From e72aa110db6a054be50d6c76bcf7e673a9b735f1 Mon Sep 17 00:00:00 2001
From: Eric Bezzam <ebezzam@gmail.com>
Date: Thu, 27 Jun 2024 09:41:00 +0000
Subject: [PATCH] Add residual block to compensation.

---
 configs/train_unrolledADMM.yaml               |   2 +
 lensless/recon/drunet/basicblock.py           |   1 -
 lensless/recon/model_dict.py                  |  42 ++++++-
 lensless/recon/utils.py                       |  80 ++++++++++--
 .../multi_lens_array_2024-06-05_09-01-04.json | 115 ++++++++++++++++++
 scripts/recon/train_learning_based.py         |  11 +-
 6 files changed, 238 insertions(+), 13 deletions(-)

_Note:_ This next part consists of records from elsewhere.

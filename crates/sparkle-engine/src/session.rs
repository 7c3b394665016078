use std::sync::Arc;

use dashmap::DashMap;
use serde::Serialize;
use sparkle_core::Action;

use crate::error::EngineError;

/// Per-session state machine. Terminal states reject further chat turns.
#[derive(Debug, Clone, Copy, PartialEq, Eq, Serialize)]
#[serde(rename_all = "snake_case")]
pub enum SessionState {
    Idle,
    AwaitingInfo,
    ReadyToBook,
    Booked,
    Escalated,
    Abandoned,
}

impl SessionState {
    pub fn is_terminal(&self) -> bool {
        matches!(
            self,
            SessionState::Booked | SessionState::Escalated | SessionState::Abandoned
        )
    }

    /// Advance on the assistant's action for this turn.
    pub fn advance(self, action: Action) -> SessionState {
        if self.is_terminal() {
            return self;
        }
        match action {
            Action::CollectInfo => SessionState::AwaitingInfo,
            Action::CheckAvailability | Action::Confirm => SessionState::ReadyToBook,
            Action::BookAppointment => SessionState::Booked,
            Action::Escalate => SessionState::Escalated,
            Action::Continue => self,
        }
    }
}

/// Live session entry. The tokio mutex serializes chat turns; `try_lock`
/// failure maps to `session_busy`.
pub struct SessionHandle {
    pub conversation_id: String,
    pub variant: String,
    pub prompt_version: i64,
    pub state: std::sync::Mutex<SessionState>,
    pub turn_lock: tokio::sync::Mutex<()>,
}

impl SessionHandle {
    pub fn new(conversation_id: String, variant: String, prompt_version: i64) -> Arc<Self> {
        Arc::new(Self {
            conversation_id,
            variant,
            prompt_version,
            state: std::sync::Mutex::new(SessionState::Idle),
            turn_lock: tokio::sync::Mutex::new(()),
        })
    }

    pub fn state(&self) -> SessionState {
        *self.state.lock().unwrap()
    }

    pub fn set_state(&self, state: SessionState) {
        *self.state.lock().unwrap() = state;
    }

    pub fn advance(&self, action: Action) -> SessionState {
        let mut state = self.state.lock().unwrap();
        *state = state.advance(action);
        *state
    }
}

/// Bounded registry of live sessions.
pub struct SessionRegistry {
    sessions: DashMap<String, Arc<SessionHandle>>,
    max_sessions: usize,
}

impl SessionRegistry {
    pub fn new(max_sessions: usize) -> Self {
        Self {
            sessions: DashMap::new(),
            max_sessions,
        }
    }

    pub fn insert(&self, session_id: &str, handle: Arc<SessionHandle>) -> Result<(), EngineError> {
        if self.sessions.len() >= self.max_sessions {
            return Err(EngineError::Capacity {
                max: self.max_sessions,
            });
        }
        self.sessions.insert(session_id.to_string(), handle);
        Ok(())
    }

    pub fn get(&self, session_id: &str) -> Option<Arc<SessionHandle>> {
        self.sessions.get(session_id).map(|e| e.value().clone())
    }

    pub fn remove(&self, session_id: &str) {
        self.sessions.remove(session_id);
    }

    pub fn len(&self) -> usize {
        self.sessions.len()
    }

    pub fn is_empty(&self) -> bool {
        self.sessions.is_empty()
    }
}

#[cfg(test)]
mod tests {
    use super::*;

    #[test]
    fn state_machine_follows_actions() {
        let s = SessionState::Idle;
        let s = s.advance(Action::CollectInfo);
        assert_eq!(s, SessionState::AwaitingInfo);
        let s = s.advance(Action::CheckAvailability);
        assert_eq!(s, SessionState::ReadyToBook);
        let s = s.advance(Action::BookAppointment);
        assert_eq!(s, SessionState::Booked);
        assert!(s.is_terminal());
        // Terminal states don't move.
        assert_eq!(s.advance(Action::CollectInfo), SessionState::Booked);
    }

    #[test]
    fn continue_preserves_state() {
        let s = SessionState::AwaitingInfo;
        assert_eq!(s.advance(Action::Continue), SessionState::AwaitingInfo);
    }

    #[test]
    fn escalate_is_terminal() {
        let s = SessionState::ReadyToBook.advance(Action::Escalate);
        assert_eq!(s, SessionState::Escalated);
        assert!(s.is_terminal());
    }

    #[test]
    fn registry_enforces_capacity() {
        let reg = SessionRegistry::new(2);
        reg.insert("a", SessionHandle::new("c1".into(), "baseline".into(), 1))
            .unwrap();
        reg.insert("b", SessionHandle::new("c2".into(), "baseline".into(), 1))
            .unwrap();
        let err = reg
            .insert("c", SessionHandle::new("c3".into(), "baseline".into(), 1))
            .unwrap_err();
        assert!(matches!(err, EngineError::Capacity { max: 2 }));
        reg.remove("a");
        assert!(reg
            .insert("c", SessionHandle::new("c3".into(), "baseline".into(), 1))
            .is_ok());
    }
}
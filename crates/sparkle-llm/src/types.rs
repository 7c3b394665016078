use async_trait::async_trait;
use serde::Serialize;
use sparkle_core::{Action, ChatMessage};

use crate::error::LlmError;

/// Request to the chat-completion service.
#[derive(Debug, Clone)]
pub struct CompletionRequest {
    pub model: String,
    pub messages: Vec<ChatMessage>,
    pub temperature: f64,
    pub max_tokens: u32,
    /// Ask the provider for a strict JSON object response.
    pub json_response: bool,
}

#[derive(Debug, Clone, Copy, Default, Serialize)]
pub struct Usage {
    pub input_tokens: u32,
    pub output_tokens: u32,
}

impl Usage {
    pub fn total(&self) -> u32 {
        self.input_tokens + self.output_tokens
    }
}

/// Parsed completion: user-facing text plus the structured intent the
/// assistant was instructed to emit.
#[derive(Debug, Clone)]
pub struct CompletionOutcome {
    pub message: String,
    pub action: Action,
    pub extracted: serde_json::Value,
    pub usage: Usage,
    pub model: String,
}

/// Stateless chat-completion seam. All retry, circuit, and budget logic
/// lives above this interface.
#[async_trait]
pub trait ChatCompleter: Send + Sync {
    async fn complete(&self, req: &CompletionRequest) -> Result<CompletionOutcome, LlmError>;
}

 create mode 100644 notebooks/multi_lens_array_2024-06-05_09-01-04.json

diff --git a/configs/train_unrolledADMM.yaml b/configs/train_unrolledADMM.yaml
index 5e9fa940..c27825c1 100644
--- a/configs/train_unrolledADMM.yaml
+++ b/configs/train_unrolledADMM.yaml
@@ -16,6 +16,8 @@ files:
   # psf: data/psf/diffusercam_psf.tiff
   # diffusercam_psf: True
 
+  cache_dir: null    # where to read/write dataset. Defaults to `"~/.cache/huggingface/datasets"`.
+
   # -- using huggingface dataset
   dataset: bezzam/DiffuserCam-Lensless-Mirflickr-Dataset-NORM
   huggingface_dataset: True
diff --git a/lensless/recon/drunet/basicblock.py b/lensless/recon/drunet/basicblock.py
index ae1108c1..865d43bb 100644
--- a/lensless/recon/drunet/basicblock.py
+++ b/lensless/recon/drunet/basicblock.py
@@ -156,7 +156,6 @@ def __init__(
         )
 
     def forward(self, x):
-        # res = self.res(x)
         return x + self.res(x)
 
 
diff --git a/lensless/recon/model_dict.py b/lensless/recon/model_dict.py
index 0491196e..068f9765 100644
--- a/lensless/recon/model_dict.py
+++ b/lensless/recon/model_dict.py
@@ -53,6 +53,16 @@
             # baseline benchmarks which don't have model file but use ADMM
             "admm_fista": "bezzam/diffusercam-mirflickr-admm-fista",
             "admm_pnp": "bezzam/diffusercam-mirflickr-admm-pnp",
+            # -- TCI submission
+            "TrainInv+Unet8M": "bezzam/diffusercam-mirflickr-trainable-inv-unet8M",
+            "Unet4M+U5+Unet4M": "bezzam/diffusercam-mirflickr-unet4M-unrolled-admm5-unet4M",
+            "MWDN8M": "bezzam/diffusercam-mirflickr-mwdn-8M",
+            "Unet2M+MWDN6M": "bezzam/diffusercam-mirflickr-unet2M-mwdn-6M",
+            "Unet4M+TrainInv+Unet4M": "bezzam/diffusercam-mirflickr-unet4M-trainable-inv-unet4M",
+            "MMCN4M+Unet4M": "bezzam/diffusercam-mirflickr-mmcn-unet4M",
+            "U5+Unet8M": "bezzam/diffusercam-mirflickr-unrolled-admm5-unet8M",
+            "Unet2M+MMCN+Unet2M": "bezzam/diffusercam-mirflickr-unet2M-mmcn-unet2M",
+            "Unet4M+U20+Unet4M": "bezzam/diffusercam-mirflickr-unet4M-unrolled-admm20-unet4M",
         },
     },
     "digicam": {
@@ -70,6 +80,12 @@
             # baseline benchmarks which don't have model file but use ADMM
             "admm_measured_psf": "bezzam/digicam-celeba-admm-measured-psf",
             "admm_simulated_psf": "bezzam/digicam-celeba-admm-simulated-psf",
+            # TCI submission (using waveprop simulation)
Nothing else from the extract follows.